Systems biology in personalized medicine in oncology: A case study in non-small cell lung cancer.

Abstract

e21096 Background: Systems biology together with translational oncology is a new approach to discover sensitive pathways in specific cancers. In this study, we propose a computational modeling technique to investigate the possible effects various alterations, such as protein overexpression, gene amplification or mutations, may have on signaling, through of the EGFR and IGF1R pathways, in non-small cell lung cancer (NSCLC). Methods: EGFR and IGF1R pathways and the downstream MAPK and PIK3 networks have been reproduced through a mathematical model. One hundred-twenty five tumors from surgical NSCLC patients were evaluated for EGFR and IGF1R protein expression, by immunohistochemistry (IHC) and gene amplification, by fluorescence in situ hybridization (FISH). KRAS mutations (exons 2 and 3) were evaluated by direct sequencing Results: To correlate EGFR and IGF1R expression levels, and KRAS mutations to tumor cell proliferation, we focused on the ERK signaling pathway, which plays a central role in several steps of cancer development including proliferation and cancer cell migration. The mathematical model predicts a relationship between a simultaneous high expression level of both receptors and a modification on ERK time behavior, implying a stronger attitude for cell proliferation.

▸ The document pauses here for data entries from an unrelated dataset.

use std::{
    collections::{HashMap, VecDeque},
    sync::Arc,
};

use async_trait::async_trait;
use presence_core::domain::account::{Credentials, UserId};
use tokio::sync::Mutex;

use crate::api::{
    ApiConnector, AuthIdentity, ExpirationValue, ProfileStatus, SlackApi, SlackApiError,
    UserProfile, AUTH_TEST, USERS_PROFILE_GET,
};

/// In-memory Slack account: profile writes land in `profile` and are read
/// back by `get_profile`.
#[derive(Default)]
pub(crate) struct ScriptedSlackApi {
    state: Mutex<ScriptedState>,
    call_log: Option<Arc<Mutex<Vec<String>>>>,
    label: String,
}

#[derive(Default)]
struct ScriptedState {
    reject_auth: bool,
    auth_user_id: Option<String>,
    profile: UserProfile,
    set_failures: VecDeque<SlackApiError>,
    fail_profile_reads: bool,
    set_calls: Vec<ProfileStatus>,
    get_calls: usize,
}

impl ScriptedSlackApi {
    pub(crate) fn with_profile(profile: UserProfile) -> Self {
        Self {
            state: Mutex::new(ScriptedState { profile, ..ScriptedState::default() }),
            ..Self::default()
        }
    }

    pub(crate) fn logged(label: &str, call_log: Arc<Mutex<Vec<String>>>) -> Self {
        Self { call_log: Some(call_log), label: label.to_owned(), ..Self::default() }
    }

    pub(crate) async fn reject_auth(&self) {
        self.state.lock().await.reject_auth = true;
    }

    pub(crate) async fn report_auth_user(&self, user_id: &str) {
        self.state.lock().await.auth_user_id = Some(user_id.to_owned());
    }

    pub(crate) async fn fail_next_set(&self, error: SlackApiError) {
        self.state.lock().await.set_failures.push_back(error);
    }

    pub(crate) async fn fail_profile_reads(&self) {
        self.state.lock().await.fail_profile_reads = true;
    }

    pub(crate) async fn set_calls(&self) -> Vec<ProfileStatus> {
        self.state.lock().await.set_calls.clone()
    }

    pub(crate) async fn get_calls(&self) -> usize {
        self.state.lock().await.get_calls
    }
}

#[async_trait]
impl SlackApi for ScriptedSlackApi {
    async fn auth_test(&self) -> Result<AuthIdentity, SlackApiError> {
        // Every remote call is a suspension point, as it would be over HTTP.
        tokio::task::yield_now().await;
        let state = self.state.lock().await;
        if state.reject_auth {
            return Err(SlackApiError::Api { method: AUTH_TEST, error: "invalid_auth".to_owned() });
        }

        Ok(AuthIdentity {
            user_id: state.auth_user_id.clone().unwrap_or_else(|| self.label.clone()),
            ..AuthIdentity::default()
        })
    }

    async fn set_profile_status(&self, status: &ProfileStatus) -> Result<(), SlackApiError> {
        if let Some(call_log) = &self.call_log {
            call_log.lock().await.push(self.label.clone());
        }

        let mut state = self.state.lock().await;
        state.set_calls.push(status.clone());
        if let Some(error) = state.set_failures.pop_front() {
            return Err(error);
        }

        if let Some(text) = &status.status_text {
            state.profile.status_text = Some(text.clone());
        }
        if let Some(emoji) = &status.status_emoji {
            state.profile.status_emoji = Some(emoji.clone());
        }
        match status.status_expiration {
            Some(ExpirationValue::Epoch(seconds)) => {
                state.profile.status_expiration = Some(seconds);
            }
            Some(ExpirationValue::Never) => state.profile.status_expiration = Some(0),
            None => {}
        }
        Ok(())
    }

    async fn get_profile(&self, _user_id: &UserId) -> Result<UserProfile, SlackApiError> {
        tokio::task::yield_now().await;
        let mut state = self.state.lock().await;
        state.get_calls += 1;
        if state.fail_profile_reads {
            return Err(SlackApiError::Http { method: USERS_PROFILE_GET, status: 503 });
        }
        Ok(state.profile.clone())
    }
}

/// Hands out one scripted account per user id, creating it on first use.
#[derive(Default)]
pub(crate) struct ScriptedConnector {
    accounts: std::sync::Mutex<HashMap<String, Arc<ScriptedSlackApi>>>,
    call_log: Arc<Mutex<Vec<String>>>,
}

impl ScriptedConnector {
    pub(crate) fn account(&self, user_id: &str) -> Arc<ScriptedSlackApi> {
        let mut accounts = self.accounts.lock().unwrap_or_else(|poisoned| poisoned.into_inner());
        accounts
            .entry(user_id.to_owned())
            .or_insert_with(|| {
                Arc::new(ScriptedSlackApi::logged(user_id, self.call_log.clone()))
            })
            .clone()
    }

    pub(crate) async fn call_log(&self) -> Vec<String> {
        self.call_log.lock().await.clone()
    }
}

impl ApiConnector for ScriptedConnector {
    fn connect(&self, credentials: &Credentials) -> Arc<dyn SlackApi> {
        self.account(&credentials.user_id.0)
    }
}
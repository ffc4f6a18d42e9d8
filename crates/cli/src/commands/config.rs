use std::env;
use std::fs;
use std::path::{Path, PathBuf};

use presence_core::config::{resolve_config_path, AccountConfig, AppConfig, LoadOptions};
use secrecy::ExposeSecret;
use serde::Serialize;
use toml::Value;

use crate::commands::{to_data, CommandResult};

const COMMAND: &str = "config";

#[derive(Debug, Serialize)]
struct ConfigEntry {
    key: String,
    value: String,
    source: String,
}

/// Where the effective config was read from, for source attribution.
struct ConfigFile {
    path: Option<PathBuf>,
    doc: Option<Value>,
}

impl ConfigFile {
    fn detect(explicit_path: Option<&Path>) -> Self {
        let path = resolve_config_path(explicit_path);
        let doc = path.as_deref().and_then(load_config_file_doc);
        Self { path, doc }
    }

    fn label(&self) -> String {
        let path = self
            .path
            .as_deref()
            .map(|path| path.display().to_string())
            .unwrap_or_else(|| "config file".to_string());
        format!("file ({path})")
    }

    fn account(&self, id: &str) -> Option<&Value> {
        self.doc
            .as_ref()?
            .get("accounts")?
            .as_array()?
            .iter()
            .find(|account| account.get("id").and_then(Value::as_str) == Some(id))
    }
}

pub fn run(options: LoadOptions) -> CommandResult {
    let config_path = options.config_path.clone();
    match AppConfig::load(options) {
        Ok(config) => render(&config, config_path.as_deref()),
        Err(error) => CommandResult::config_failure(COMMAND, &error),
    }
}

pub fn render(config: &AppConfig, config_path: Option<&Path>) -> CommandResult {
    let file = ConfigFile::detect(config_path);
    let mut entries = Vec::new();

    entries.push(entry(
        "slack.api_base_url",
        &config.slack.api_base_url,
        field_source("slack.api_base_url", &["PRESENCE_API_BASE_URL"], &file),
    ));
    entries.push(entry(
        "slack.timeout_secs",
        &config.slack.timeout_secs.to_string(),
        field_source("slack.timeout_secs", &["PRESENCE_TIMEOUT_SECS"], &file),
    ));

    for (index, account) in config.accounts.iter().enumerate() {
        entries.extend(account_entries(index, account, &file));
    }

    entries.push(entry(
        "logging.level",
        &config.logging.level,
        field_source("logging.level", &["PRESENCE_LOGGING_LEVEL", "PRESENCE_LOG_LEVEL"], &file),
    ));
    entries.push(entry(
        "logging.format",
        &format!("{:?}", config.logging.format).to_lowercase(),
        field_source("logging.format", &["PRESENCE_LOGGING_FORMAT", "PRESENCE_LOG_FORMAT"], &file),
    ));

    CommandResult::success(
        COMMAND,
        "effective config (source precedence: env > file > default)",
        to_data(&entries),
    )
}

fn account_entries(index: usize, account: &AccountConfig, file: &ConfigFile) -> Vec<ConfigEntry> {
    let from_env = env::var("PRESENCE_USER_ID").ok().as_deref() == Some(account.id.as_str());
    let file_account = file.account(&account.id);

    let source_of = |env_key: &str, file_key: &str| {
        if from_env && env::var_os(env_key).is_some() {
            format!("env ({env_key})")
        } else if file_account.is_some_and(|value| value.get(file_key).is_some()) {
            file.label()
        } else if file_key == "name" {
            "default (account id)".to_string()
        } else {
            "override".to_string()
        }
    };

    let key = |field: &str| format!("accounts[{index}].{field}");
    vec![
        entry(&key("id"), &account.id, source_of("PRESENCE_USER_ID", "id")),
        entry(&key("name"), &account.name, source_of("PRESENCE_NAME", "name")),
        entry(
            &key("token"),
            &redact_token(account.token.expose_secret()),
            source_of("PRESENCE_TOKEN", "token"),
        ),
    ]
}

fn entry(key: &str, value: &str, source: String) -> ConfigEntry {
    ConfigEntry { key: key.to_string(), value: value.to_string(), source }
}

fn load_config_file_doc(path: &Path) -> Option<Value> {
    let raw = fs::read_to_string(path).ok()?;
    raw.parse::<Value>().ok()
}

fn field_source(key_path: &str, env_keys: &[&str], file: &ConfigFile) -> String {
    if let Some(env_key) = env_keys.iter().find(|key| env::var_os(key).is_some()) {
        return format!("env ({env_key})");
    }

    if let Some(doc) = file.doc.as_ref() {
        if contains_path(doc, key_path) {
            return file.label();
        }
    }

    "default".to_string()
}

fn contains_path(root: &Value, key_path: &str) -> bool {
    let mut current = root;
    for key in key_path.split('.') {
        let Some(next) = current.get(key) else {
            return false;
        };
        current = next;
    }
    true
}

fn redact_token(token: &str) -> String {
    let trimmed = token.trim();
    if trimmed.is_empty() {
        return "<empty>".to_string();
    }

    if let Some((prefix, _)) = trimmed.split_once('-') {
        return format!("{prefix}-***");
    }

    "<redacted>".to_string()
}
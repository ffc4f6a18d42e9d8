use std::fmt;

use secrecy::SecretString;
use serde::{Deserialize, Serialize};

use crate::errors::DomainError;

pub const ENTITY_DOMAIN: &str = "sensor";

#[derive(Clone, Debug, PartialEq, Eq, Hash, Serialize, Deserialize)]
pub struct UserId(pub String);

impl fmt::Display for UserId {
    fn fmt(&self, f: &mut fmt::Formatter<'_>) -> fmt::Result {
        f.write_str(&self.0)
    }
}

/// Host-facing identifier of an entity, always `<domain>.<object_id>`.
#[derive(Clone, Debug, PartialEq, Eq, Hash, Serialize, Deserialize)]
pub struct EntityId(String);

impl EntityId {
    pub fn parse(raw: &str) -> Result<Self, DomainError> {
        let normalized = raw.trim().to_ascii_lowercase();
        let Some((domain, object_id)) = normalized.split_once('.') else {
            return Err(DomainError::InvalidEntityId(raw.to_owned()));
        };

        let valid_part = |part: &str| {
            !part.is_empty()
                && !part.starts_with('_')
                && !part.ends_with('_')
                && part
                    .chars()
                    .all(|ch| ch.is_ascii_lowercase() || ch.is_ascii_digit() || ch == '_')
        };
        if !valid_part(domain) || !valid_part(object_id) {
            return Err(DomainError::InvalidEntityId(raw.to_owned()));
        }

        Ok(Self(normalized))
    }

    /// Builds `sensor.<slug>` for a display name, falling back to `unnamed`
    /// when nothing sluggable is left.
    pub fn for_display_name(name: &str) -> Self {
        let slug = slugify(name);
        let object_id = if slug.is_empty() { "unnamed".to_owned() } else { slug };
        Self(format!("{ENTITY_DOMAIN}.{object_id}"))
    }

    pub fn with_suffix(&self, ordinal: usize) -> Self {
        Self(format!("{}_{ordinal}", self.0))
    }

    pub fn as_str(&self) -> &str {
        &self.0
    }
}

impl fmt::Display for EntityId {
    fn fmt(&self, f: &mut fmt::Formatter<'_>) -> fmt::Result {
        f.write_str(&self.0)
    }
}

/// Credentials for one Slack account. The token never leaves the secret
/// wrapper except when an API client is built.
#[derive(Clone, Debug)]
pub struct Credentials {
    pub user_id: UserId,
    pub token: SecretString,
    pub display_name: String,
}

impl Credentials {
    pub fn new(
        user_id: impl Into<String>,
        token: impl Into<String>,
        display_name: impl Into<String>,
    ) -> Self {
        Self {
            user_id: UserId(user_id.into()),
            token: SecretString::from(token.into()),
            display_name: display_name.into(),
        }
    }
}

fn slugify(input: &str) -> String {
    let mut slug = String::with_capacity(input.len());
    let mut pending_separator = false;

    for ch in input.chars() {
        if ch.is_ascii_alphanumeric() {
            if pending_separator && !slug.is_empty() {
                slug.push('_');
            }
            pending_separator = false;
            slug.push(ch.to_ascii_lowercase());
        } else {
            pending_separator = true;
        }
    }

    slug
}
use presence_core::config::AppConfig;
use presence_slack::{
    services::{
        ATTR_ENTITY_ID, ATTR_EXPIRATION, ATTR_STATUS_EMOJI, ATTR_STATUS_TEXT, ENTITY_MATCH_ALL,
    },
    DispatchError, ServiceCall, ServiceName,
};
use serde::Serialize;
use serde_json::{Map, Value};

use crate::commands::{
    block_on, start_integration, to_data, AccountSetup, CommandResult, EXIT_INVALID_INPUT,
    EXIT_SLACK_FAILURE,
};

#[derive(Clone, Debug, Default)]
pub struct SetStatusArgs {
    pub entities: Vec<String>,
    pub text: Option<String>,
    pub emoji: Option<String>,
    pub expiration: Option<String>,
}

impl SetStatusArgs {
    /// Service payload with only the fields the operator passed.
    pub fn payload(&self) -> Value {
        let mut fields = target_fields(&self.entities);
        let optional = [
            (ATTR_STATUS_TEXT, &self.text),
            (ATTR_STATUS_EMOJI, &self.emoji),
            (ATTR_EXPIRATION, &self.expiration),
        ];
        for (key, value) in optional {
            if let Some(value) = value {
                fields.insert(key.to_owned(), Value::String(value.clone()));
            }
        }
        Value::Object(fields)
    }
}

pub fn clear_payload(entities: &[String]) -> Value {
    Value::Object(target_fields(entities))
}

fn target_fields(entities: &[String]) -> Map<String, Value> {
    let target = if entities.is_empty() {
        Value::String(ENTITY_MATCH_ALL.to_owned())
    } else {
        Value::Array(entities.iter().cloned().map(Value::String).collect())
    };

    let mut fields = Map::new();
    fields.insert(ATTR_ENTITY_ID.to_owned(), target);
    fields
}

#[derive(Debug, Serialize)]
struct EntityFailure {
    entity_id: String,
    error: String,
}

#[derive(Debug, Serialize)]
struct DispatchSummary<'a> {
    service: String,
    targeted: Vec<String>,
    updated: Vec<String>,
    failures: Vec<EntityFailure>,
    failed_accounts: Vec<&'a AccountSetup>,
}

pub fn run(config: &AppConfig, args: SetStatusArgs) -> CommandResult {
    invoke(config, "set-status", ServiceName::SetStatus, args.payload())
}

pub fn run_clear(config: &AppConfig, entities: Vec<String>) -> CommandResult {
    invoke(config, "clear-status", ServiceName::ClearStatus, clear_payload(&entities))
}

fn invoke(
    config: &AppConfig,
    command: &str,
    service: ServiceName,
    payload: Value,
) -> CommandResult {
    // Reject bad input before any account is contacted.
    if let Err(error) = ServiceCall::parse(service, &payload) {
        return CommandResult::failure(
            command,
            "invalid_payload",
            format!("invalid payload for `{service}`: {error}"),
            EXIT_INVALID_INPUT,
            None,
        );
    }

    block_on(command, async {
        let (integration, setups) = match start_integration(config).await {
            Ok(started) => started,
            Err(error) => return CommandResult::runtime_failure(command, error),
        };
        let failed_accounts: Vec<&AccountSetup> =
            setups.iter().filter(|setup| !setup.ok).collect();

        let report = match integration.handle(service.as_str(), &payload).await {
            Ok(report) => report,
            Err(DispatchError::UnknownService(_)) => {
                return CommandResult::failure(
                    command,
                    "slack_auth",
                    "no account passed setup, so no service is available",
                    EXIT_SLACK_FAILURE,
                    to_data(&failed_accounts),
                );
            }
            Err(error @ DispatchError::InvalidPayload { .. }) => {
                return CommandResult::failure(
                    command,
                    "invalid_payload",
                    error.to_string(),
                    EXIT_INVALID_INPUT,
                    None,
                );
            }
        };

        let all_updated = report.is_success();
        let summary = DispatchSummary {
            service: service.to_string(),
            targeted: report.targeted.iter().map(ToString::to_string).collect(),
            updated: report.updated().into_iter().map(ToString::to_string).collect(),
            failures: report
                .failures
                .iter()
                .map(|failure| EntityFailure {
                    entity_id: failure.entity_id.to_string(),
                    error: failure.source.to_string(),
                })
                .collect(),
            failed_accounts,
        };

        let message = format!(
            "{} of {} targeted entities updated",
            summary.updated.len(),
            summary.targeted.len()
        );
        if all_updated && summary.failed_accounts.is_empty() {
            CommandResult::success(command, message, to_data(&summary))
        } else {
            CommandResult::failure(
                command,
                "slack_api",
                message,
                EXIT_SLACK_FAILURE,
                to_data(&summary),
            )
        }
    })
}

Furthermore KRAS activating mutations predict high level of active ERK and high probability to have cell proliferation. Cell growth can be closely related to disease progression and act, in survival analysis, as DFS estimator. Patients with concomitant IGF1R/EGFR FISH/IHC positivity had a worse DFS ( p=0.005). KRAS mutations have a statistically significant shorter DFS (p<0.001) as well Conclusions: We propose a Systems Biology approach, combined with Translational Oncology methodologies, to understand the interaction between EGFR, IGF1R and KRAS pathways in NSCLC. Computational model predictions confirm clinical evidences of survival analysis. Future work will validate our model with experiments on various NSCLC cell cultures and further investigate the response to drug administration. We thank AIRC and Fondazione Cassa di Risparmio for supporting the study.